Most of the Amazon is located in Brazil and is categorised into either legal or non-legal Amazon. Legal Amazon means that the forest is protected under environmental laws and occupied by Indigenous communities. The non-legal Amazon is land that has been sold for agricultural purposes, usually cattle ranching. It is important to understand the distinction between the two sides of the Amazon. It is not illegal to burn portions of the forest for farm use; this has been happening for years. However, the current Brazilian President Jair Bolsonaro has allowed existing laws to be broken and for fires that burn in the non-legal parts to spill over to the legal parts. This is where the problem really lies. Usually, if a farmer breaks environmental guidelines, they are fined. However, if the government turns a blind eye and even encourages these actions, then there is no incentive to uphold the law. Bolsonaro has consistently denied his part in the fires. Instead, he states that it is the NGOs that are igniting the embers as a way to humiliate him, whilst at the same time wanting to roll back the environmental guidelines that no one seems to be keeping. At the G7 Summit this year, nations decided to send $22 million to aid the protection of the forest. G7 refers to the ‘Group of Seven’, which is an organisation made up of the world’s seven largest so-called advanced economies: Canada, France, Germany, Italy, Japan, the United Kingdom and the United States. However, this aid was rejected by Bolsonaro, as he wants to develop the protected lands and had a ‘falling out’ with the French President, Emmanuel Macron. Bolsonaro’s entire administration has been characterised by playing the blame game, ignoring facts and evidence and obsessing over paranoid induced conspiracy theories.

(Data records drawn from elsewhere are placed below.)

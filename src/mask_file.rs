//! Mask configuration files and host requests written to processors.
//!
//! A mask file is a capture of the requests a host tool sends to configure
//! logging, one framed request after another. HDLC files hold escaped frames
//! ending in `0x7E` with a CRC; non-HDLC files hold
//! `[0x7E][1][len:u16][request][0x7E]` frames. Each request is unframed and
//! written as a raw request for the target processor:
//!
//! ```text
//! USER_SPACE_RAW_DATA:u32 [token:i32 if remote] request
//! ```
//!
//! A mask list file names several mask files, one `proc_type path` pair per
//! line. Lines starting with `;` are comments.

use std::path::{Path, PathBuf};

use bytes::BufMut;

use crate::codec::hdlc::{self, CONTROL_CHAR};
use crate::error::{DiagError, Result};
use crate::protocol::stream::{
    NUM_PROC, TOKEN_LIST, USER_SPACE_DATA_TYPE, USER_SPACE_RAW_DATA_TYPE,
};
use crate::protocol::{FrameBuffer, Framing};
use crate::transport::Device;

/// Mask file name used with HDLC framing.
pub const MASK_FILE_NAME: &str = "Diag.cfg";

/// Mask file name used without HDLC framing.
pub const MASK_FILE_NAME_NON_HDLC: &str = "Diag.cfg2";

/// `<dir>/Diag.cfg` or `<dir>/Diag.cfg2`.
pub fn default_mask_file(dir: &Path, hdlc_enabled: bool) -> PathBuf {
    if hdlc_enabled {
        dir.join(MASK_FILE_NAME)
    } else {
        dir.join(MASK_FILE_NAME_NON_HDLC)
    }
}

/// Write `data` for processor `proc` under stream type `tag`.
///
/// `tag` is [`USER_SPACE_RAW_DATA_TYPE`] for an unframed request or
/// [`USER_SPACE_DATA_TYPE`] for one still carrying its HDLC framing.
pub fn send_data(device: &dyn Device, tag: u32, proc: usize, data: &[u8]) -> Result<()> {
    if tag != USER_SPACE_RAW_DATA_TYPE && tag != USER_SPACE_DATA_TYPE {
        return Err(DiagError::InvalidParameter(format!("send data type {:#x}", tag)));
    }
    if proc >= NUM_PROC {
        return Err(DiagError::InvalidProcessor(proc as i32));
    }
    if data.is_empty() {
        return Err(DiagError::InvalidParameter("empty request".into()));
    }
    if !device.is_open() {
        return Err(DiagError::DeviceClosed);
    }
    let mut buf = Vec::with_capacity(data.len() + 8);
    buf.put_u32_le(tag);
    if proc > 0 {
        buf.put_i32_le(TOKEN_LIST[proc]);
    }
    buf.put_slice(data);
    device.write(&buf)
}

/// Unframe every request of a mask file image.
///
/// Fails if a frame is corrupt or the image holds no request at all.
pub fn parse_mask_file(data: &[u8], framing: Framing) -> Result<Vec<Vec<u8>>> {
    let requests = match framing {
        Framing::Hdlc => {
            let mut requests = Vec::new();
            for frame in data.split_inclusive(|&b| b == CONTROL_CHAR) {
                if frame.last() != Some(&CONTROL_CHAR) {
                    tracing::warn!(
                        "Ignoring {} unterminated bytes at end of mask file",
                        frame.len()
                    );
                    continue;
                }
                if frame.len() == 1 {
                    continue;
                }
                requests.push(hdlc::decode(frame)?);
            }
            requests
        }
        Framing::NonHdlc => {
            if data.first().is_some_and(|&b| b != CONTROL_CHAR) {
                return Err(DiagError::Malformed(
                    "mask file does not start with a frame".into(),
                ));
            }
            let mut frames = FrameBuffer::new(Framing::NonHdlc);
            let requests = frames.push(data);
            if !frames.is_empty() {
                tracing::warn!("Ignoring {} trailing bytes of mask file", frames.len());
            }
            requests
        }
    };
    if requests.is_empty() {
        return Err(DiagError::Malformed("no requests in mask file".into()));
    }
    Ok(requests)
}

/// Send every request of the mask file at `path` to processor `proc`.
/// Returns the number of requests written.
pub fn read_mask_file(
    device: &dyn Device,
    path: &Path,
    proc: usize,
    framing: Framing,
) -> Result<usize> {
    let data = std::fs::read(path).map_err(|e| {
        tracing::error!("Can't open mask file {}: {}", path.display(), e);
        e
    })?;
    let requests = parse_mask_file(&data, framing)?;
    for request in &requests {
        send_data(device, USER_SPACE_RAW_DATA_TYPE, proc, request)?;
    }
    tracing::info!(
        "Mask file {} sent {} requests to processor {}",
        path.display(),
        requests.len(),
        proc
    );
    Ok(requests.len())
}

/// One line of a mask list file.
#[derive(Debug, Clone, PartialEq, Eq)]
pub struct MaskListEntry {
    pub proc: usize,
    pub path: PathBuf,
}

/// Parse a mask list. Malformed lines are logged and skipped.
pub fn parse_mask_list(text: &str) -> Vec<MaskListEntry> {
    let mut entries = Vec::new();
    for line in text.lines() {
        if line.starts_with(';') || line.trim().is_empty() {
            continue;
        }
        let line = line.trim_start();
        let digits = line
            .find(|c: char| !c.is_ascii_alphanumeric())
            .unwrap_or(line.len());
        let (number, rest) = line.split_at(digits);
        let proc = match parse_proc(number) {
            Some(proc) if proc < NUM_PROC - 1 => proc,
            _ => {
                tracing::warn!("Skipping mask list line, bad processor type: {}", line);
                continue;
            }
        };
        let name: String = rest
            .trim_start_matches(' ')
            .chars()
            .take_while(|c| *c != ';' && *c != ' ' && !c.is_control())
            .collect();
        if name.is_empty() {
            tracing::warn!("Skipping mask list line, no file name: {}", line);
            continue;
        }
        entries.push(MaskListEntry {
            proc,
            path: PathBuf::from(name),
        });
    }
    entries
}

fn parse_proc(number: &str) -> Option<usize> {
    match number.strip_prefix("0x").or_else(|| number.strip_prefix("0X")) {
        Some(hex) => usize::from_str_radix(hex, 16).ok(),
        None => number.parse().ok(),
    }
}

/// Read every mask file named by the list at `list`. Returns how many were
/// sent successfully; failing files are logged and skipped.
pub fn read_mask_file_list(device: &dyn Device, list: &Path, framing: Framing) -> Result<usize> {
    let text = std::fs::read_to_string(list)?;
    let mut read = 0;
    for entry in parse_mask_list(&text) {
        match read_mask_file(device, &entry.path, entry.proc, framing) {
            Ok(_) => read += 1,
            Err(e) => tracing::error!("Error reading mask file {}: {}", entry.path.display(), e),
        }
    }
    tracing::info!("Read {} mask files from {}", read, list.display());
    Ok(read)
}

#[cfg(test)]
mod tests {
    use super::*;
    use crate::protocol::non_hdlc_frame;
    use crate::transport::LoopbackDevice;

    fn le32(b: &[u8]) -> u32 {
        u32::from_le_bytes([b[0], b[1], b[2], b[3]])
    }

    #[test]
    fn test_parse_hdlc_mask_file() {
        let mut image = hdlc::encode(&[0x7d, 0x05, 0x7e]);
        image.extend_from_slice(&hdlc::encode(&[0x73, 0, 0, 0]));
        image.push(CONTROL_CHAR);

        let requests = parse_mask_file(&image, Framing::Hdlc).unwrap();
        assert_eq!(requests, vec![vec![0x7d, 0x05, 0x7e], vec![0x73, 0, 0, 0]]);
    }

    #[test]
    fn test_parse_rejects_corrupt_or_empty() {
        let mut frame = hdlc::encode(&[0x4b, 1, 2]);
        frame[1] ^= 0xff;
        assert!(matches!(
            parse_mask_file(&frame, Framing::Hdlc),
            Err(DiagError::Malformed(_))
        ));
        assert!(parse_mask_file(b"no frames", Framing::Hdlc).is_err());
        assert!(parse_mask_file(&[], Framing::NonHdlc).is_err());
        assert!(parse_mask_file(&[0x4b, 0x7e], Framing::NonHdlc).is_err());
    }

    #[test]
    fn test_parse_non_hdlc_mask_file() {
        let mut image = non_hdlc_frame(&[0x7d, 0x01]);
        image.extend_from_slice(&non_hdlc_frame(&[0x82, 0, 0, 0]));
        let requests = parse_mask_file(&image, Framing::NonHdlc).unwrap();
        assert_eq!(requests, vec![vec![0x7d, 0x01], vec![0x82, 0, 0, 0]]);
    }

    #[test]
    fn test_read_mask_file_writes_raw_requests() {
        let dir = tempfile::tempdir().unwrap();
        let path = default_mask_file(dir.path(), true);
        let mut image = hdlc::encode(&[0x7d, 0x05]);
        image.extend_from_slice(&hdlc::encode(&[0x73, 3]));
        std::fs::write(&path, &image).unwrap();

        let device = LoopbackDevice::new();
        assert_eq!(read_mask_file(&device, &path, 0, Framing::Hdlc).unwrap(), 2);
        assert_eq!(read_mask_file(&device, &path, 1, Framing::Hdlc).unwrap(), 2);

        let written = device.written();
        assert_eq!(written.len(), 4);
        assert_eq!(le32(&written[0]), USER_SPACE_RAW_DATA_TYPE);
        assert_eq!(&written[0][4..], &[0x7d, 0x05]);
        assert_eq!(&written[2][4..8], &(-1i32).to_le_bytes());
        assert_eq!(&written[3][8..], &[0x73, 3]);
    }

    #[test]
    fn test_missing_mask_file() {
        let dir = tempfile::tempdir().unwrap();
        let device = LoopbackDevice::new();
        let path = default_mask_file(dir.path(), false);
        assert!(path.ends_with("Diag.cfg2"));
        assert!(matches!(
            read_mask_file(&device, &path, 0, Framing::NonHdlc),
            Err(DiagError::Io(_))
        ));
        assert!(device.written().is_empty());
    }

    #[test]
    fn test_parse_mask_list() {
        let text = "; comment\n\
                    0 /data/Diag.cfg\n\
                    1   /data/mdm/Diag.cfg ; trailing\n\
                    0x2 /data/mdm2.cfg\n\
                    9 /data/bad_proc.cfg\n\
                    x /data/no_proc.cfg\n\
                    0\n";
        let entries = parse_mask_list(text);
        assert_eq!(
            entries,
            vec![
                MaskListEntry { proc: 0, path: PathBuf::from("/data/Diag.cfg") },
                MaskListEntry { proc: 1, path: PathBuf::from("/data/mdm/Diag.cfg") },
                MaskListEntry { proc: 2, path: PathBuf::from("/data/mdm2.cfg") },
            ]
        );
    }

    #[test]
    fn test_read_mask_file_list_counts_successes() {
        let dir = tempfile::tempdir().unwrap();
        let good = dir.path().join("good.cfg");
        std::fs::write(&good, hdlc::encode(&[0x7d, 0x05])).unwrap();
        let list = dir.path().join("list.txt");
        std::fs::write(
            &list,
            format!(
                "0 {}\n1 {}\n",
                good.display(),
                dir.path().join("missing.cfg").display()
            ),
        )
        .unwrap();

        let device = LoopbackDevice::new();
        assert_eq!(read_mask_file_list(&device, &list, Framing::Hdlc).unwrap(), 1);
        assert_eq!(device.written().len(), 1);
    }

    #[test]
    fn test_send_data_validation() {
        let device = LoopbackDevice::new();
        send_data(&device, USER_SPACE_DATA_TYPE, 5, &[1, 2]).unwrap();
        let frame = device.take_written().remove(0);
        assert_eq!(le32(&frame), USER_SPACE_DATA_TYPE);
        assert_eq!(&frame[4..8], &(-5i32).to_le_bytes());
        assert_eq!(&frame[8..], &[1, 2]);

        assert!(matches!(
            send_data(&device, USER_SPACE_RAW_DATA_TYPE, NUM_PROC, &[1]),
            Err(DiagError::InvalidProcessor(_))
        ));
        assert!(send_data(&device, USER_SPACE_RAW_DATA_TYPE, 0, &[]).is_err());
        assert!(send_data(&device, 0x40, 0, &[1]).is_err());
        assert!(device.written().is_empty());
    }
}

Green Is For Money, Not For Trees

You are probably wondering: why would any country elect such a man? But Bolsonaro has been appealing to the hunger for economic progress that exists amongst the Brazilian population. Some say that economic opportunities that have arisen out of the US-China trade war, which has led people to believe that burning unprotected and protected land is not only beneficial for the economy, but a right they hold. More farmable land means more cattle, which means more exported beef, which means economic growth. Whilst burning forest is a natural and important part of the survival of an ecosystem, there is only so much it can take before regrowth slows down. By not allowing enough time in between fires for the land to recover, secondary forests become less capable of regrowing. This also prevents the absorption of carbon which has been reduced by 10 per cent, and this number is growing.

The fires in the Amazon perfectly sum up an age-old dilemma with neo-liberalism:  that profit is better than its consequences. The general population of Brazil do not seem too concerned with the effects heavy deforestation can have on the ecosystem and themselves, even as smoke engulfs Sao Paulo. Whether this is a lack of education or a lack of care, there is still a more sinister explanation for this attitude, which dates back to Portuguese colonisation.

Image Credit: Business Insider

Nothing We Haven’t Seen Before

Ripping resources from the earth and destroying Indigenous livelihood is far from new in Brazil. When the Portuguese came in 1500, they saw the vast forests and saw an opportunity—as any good colonialist would. Since their harvesting and deforestation, many Indigenous cultures and native species have vanished from the world. The British also used the Amazon as a way to extract rubber. A notable rubber plantation was Fordlandia, which was owned by the infamous Henry Ford. On this plantation alone, the Indigenous peoples were forced into slavery to destroy their own land. Since the settlement of the Portuguese roughly up to 90 per cent of the Indigenous population have disappeared. However, greed knows no bounds, especially in a country that has never fully felt the remorse of their past. Despite land rights for these communities, Bolsonaro encouraged farmers to scorch the earth for the sake of a few bucks. It is clear to note that Brazil, much like many other former colonial settlements, have a hard time letting go of their entitlement to land and people.

As the deforestation season in Brazil comes to an end, there seems to be no end to Bolsonaro’s tyranny on the environment.

Despite the current government’s loathsome opinion of NGOs, it is more important than ever to regain and regrow the Amazon. The Amazon rainforest has long provided the human race with air and diverse ecosystems; so we owe it to ‘Earth’s lungs’, protection from those who wish to destroy it.